Kubernetes Infra Metrics and Logs Collection

Overview

To export Kubernetes metrics, you can enable different receivers in OpenTelemetry collector which will send metrics about your Kubernetes infrastructure to SigNoz. These OpenTelemetry collectors will act as agents which send metrics about Kubernetes to SigNoz.

OtelCollector agent can also be used to tail and parse logs generated by container using filelog receiver and send it to desired receiver.

K8s-Infra helm chart mainly does the following:

Tails and parses logs generated by containers in Kubernetes cluster and sends to SigNoz
Collects kubelet metrics and host metrics from each nodes of the Kubernetes cluster
Collects cluster-level metrics from the Kubernetes API server
Acts as a gateway to send any incoming OTLP telemetry data to SigNoz OtelCollector

Based on how you are running SigNoz (e.g.

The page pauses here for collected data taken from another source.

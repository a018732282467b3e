//! Payment transaction log types.

use chrono::{DateTime, Utc};
use serde::{Deserialize, Serialize};
use std::fmt;
use std::str::FromStr;

use crate::{TransactionId, UserId};

/// Status of a payment transaction. `Succeeded` and `Failed` are terminal.
#[derive(Debug, Clone, Copy, PartialEq, Eq, Hash, Serialize, Deserialize)]
#[serde(rename_all = "snake_case")]
pub enum TransactionStatus {
    /// Created before checkout; waiting for the provider's confirmation.
    Pending,
    /// Confirmed by the provider; credits applied.
    Succeeded,
    /// Checkout could not be created.
    Failed,
}

impl TransactionStatus {
    /// The stored string form.
    #[must_use]
    pub const fn as_str(self) -> &'static str {
        match self {
            Self::Pending => "pending",
            Self::Succeeded => "succeeded",
            Self::Failed => "failed",
        }
    }
}

impl fmt::Display for TransactionStatus {
    fn fmt(&self, f: &mut fmt::Formatter<'_>) -> fmt::Result {
        f.write_str(self.as_str())
    }
}

impl FromStr for TransactionStatus {
    type Err = String;

    fn from_str(s: &str) -> Result<Self, Self::Err> {
        match s {
            "pending" => Ok(Self::Pending),
            "succeeded" => Ok(Self::Succeeded),
            "failed" => Ok(Self::Failed),
            other => Err(format!("unknown transaction status: {other}")),
        }
    }
}

/// A payment attempt, keyed by an id we generate before checkout.
#[derive(Debug, Clone, PartialEq, Eq, Serialize, Deserialize)]
pub struct PaymentTransaction {
    /// Idempotency key, echoed back in provider metadata.
    pub id: TransactionId,

    /// Account to credit.
    pub user_id: UserId,

    /// Price in cents.
    pub amount_cents: i64,

    /// Credits applied on success.
    pub credits: i64,

    /// Credit pack name.
    pub pack: String,

    /// Current status.
    pub status: TransactionStatus,

    /// Provider reference (checkout or order id).
    pub external_ref: Option<String>,

    /// When the transaction was created.
    pub created_at: DateTime<Utc>,

    /// When the transaction was last updated.
    pub updated_at: DateTime<Utc>,
}

impl PaymentTransaction {
    /// Create a new pending transaction with a fresh id.
    #[must_use]
    pub fn pending(user_id: UserId, amount_cents: i64, credits: i64, pack: impl Into<String>) -> Self {
        let now = Utc::now();
        Self {
            id: TransactionId::generate(),
            user_id,
            amount_cents,
            credits,
            pack: pack.into(),
            status: TransactionStatus::Pending,
            external_ref: None,
            created_at: now,
            updated_at: now,
        }
    }
}

#[cfg(test)]
mod tests {
    use super::*;

    #[test]
    fn pending_transaction() {
        let tx = PaymentTransaction::pending(UserId::new("u1").unwrap(), 1999, 50, "pro");
        assert_eq!(tx.status, TransactionStatus::Pending);
        assert_eq!(tx.credits, 50);
        assert!(tx.external_ref.is_none());
    }

    #[test]
    fn status_strings() {
        for status in [
            TransactionStatus::Pending,
            TransactionStatus::Succeeded,
            TransactionStatus::Failed,
        ] {
            assert_eq!(status.as_str().parse::<TransactionStatus>().unwrap(), status);
        }
    }
}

SigNoz Cloud, in an independent VM or Kubernetes cluster), you have to provide the address to send data from the above receivers.

Install K8s-Infra chart

To add the SigNoz Helm repository to your helm client, run the following command:

helm repo add signoz https://charts.signoz.io

If the chart is already present, update the chart to the latest version:

helm repo update

For generic Kubernetes clusters, you can use the following configuration:

override-values.yaml

global:
  cloud: others
  clusterName: <CLUSTER_NAME>
  deploymentEnvironment: <DEPLOYMENT_ENVIRONMENT>
otelCollectorEndpoint: ingest.{region}.signoz.cloud:443
otelInsecure: false
signozApiKey: <SIGNOZ_INGESTION_KEY>
presets:
  otlpExporter:
    enabled: true
  loggingExporter:
    enabled: false

Depending on the choice of your region for SigNoz cloud, the ingestion endpoint will vary according to this table.

Region	Endpoint
US	ingest.us.signoz.cloud:443
IN	ingest.in.signoz.cloud:443
EU	ingest.eu.signoz.cloud:443

📝 Note

Replace <SIGNOZ_INGESTION_KEY> with the one provided by SigNoz.
Replace <CLUSTER_NAME> with the name of the Kubernetes cluster or a unique identifier of the cluster.
Replace <DEPLOYMENT_ENVIRONMENT> with the deployment environment of your application. Example: "staging", "production", etc.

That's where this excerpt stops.